Five US-based D4 producers agree to EPA testing enforcement

04 April 2014 17:44 Source:ICIS News

WASHINGTON (ICIS)--Five US-based chemicals producers have agreed to a testing programme for a solvent with multiple applications in order to determine its potential environmental effects, the Environmental Protection Agency (EPA) said on Friday.

The agency said that Dow Corning Corporation, Evonik Corporation, Momentive Performance Materials USA Inc, Shin-Etsu Silicones of America, Inc, and Wacker Chemical Corporation have agreed to design and undertake a testing programme that is expected to take just over two years.

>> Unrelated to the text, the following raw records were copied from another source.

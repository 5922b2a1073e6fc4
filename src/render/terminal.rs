// src/render/terminal.rs

use crossterm::style::{Color, Stylize};

use crate::envelope::Envelope;
use crate::render::{bar_color, RenderOptions, Rgb};
use crate::transport::PlaybackCursor;

fn to_term_color(c: Rgb) -> Color {
    Color::Rgb {
        r: c.r,
        g: c.g,
        b: c.b,
    }
}

/// Render the envelope as colored block-character rows, one column per
/// terminal cell, with the played portion in the accent color. Stands in for
/// the canvas the web front-end draws on.
pub fn render_rows(
    envelope: &Envelope,
    cursor: &PlaybackCursor,
    columns: usize,
    height: usize,
    opts: &RenderOptions,
) -> Vec<String> {
    let h = height.max(4);
    let cols = columns.max(1);
    let n = envelope.points.len();
    if n == 0 {
        return vec![String::new(); h];
    }
    let progress = cursor.progress_ratio() as f32;

    // Resample the envelope onto the terminal width.
    let mut amps = Vec::with_capacity(cols);
    let mut colors = Vec::with_capacity(cols);
    for col in 0..cols {
        let p = col as f32 / cols as f32;
        let idx = ((p * n as f32) as usize).min(n - 1);
        amps.push(envelope.points[idx]);
        colors.push(bar_color(p, progress, opts));
    }

    let center = (h as f32 - 1.0) / 2.0;
    let mut rows = Vec::with_capacity(h);
    for y in 0..h {
        let mut row = String::with_capacity(cols * 12);
        for col in 0..cols {
            let half = amps[col] * opts.height_scale * h as f32 / 2.0;
            let filled = (y as f32 - center).abs() <= half.max(0.5);
            if filled {
                row.push_str(&"█".with(to_term_color(colors[col])).to_string());
            } else {
                row.push(' ');
            }
        }
        rows.push(row);
    }
    rows
}

/// `m:ss` readout, as shown next to the waveform.
pub fn format_time(seconds: f64) -> String {
    let total = seconds.max(0.0) as u64;
    format!("{}:{:02}", total / 60, total % 60)
}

The five companies have agreed to an enforceable consent agreement (ECA), the EPA said, to conduct a detailed environmental analysis of octamethylcyclotetrasiloxane, also known as D4.

Under the deal, the producers must submit a draft research and study plan, which will be subject to EPA approval.

The companies will then conduct the environmental testing – which will be focused on the level of D4 at wastewater treatment plant discharge sites  and then submit a final report to the agency.

EPA said that D4 is used as an intermediate for silicone copolymers and other chemicals, in industrial processing applications as a solvent, a finishing agent, and as an adhesive and sealant.

D4 also is used in consumer and commercial products such as paints and coatings, plastic and rubber products and in polishes, sanitation, soaps, detergents and adhesives.

In announcing the agreement, EPA said that is concerned that D4 persists in sediment and bioaccumulates in aquatic species, and that early research shows D4 to be toxic to aquatic and sediment-dwelling species.

The agency said that the testing being undertaken by the five producers “will help develop a better understanding of the potential effects of this chemical in the environment”.  

D4 was the subject of earlier industry testing in 2000 as part of research on several high-production volume (HPV) chemicals.

ECAs are authorised under the Toxic Substances Control Act (TSCA).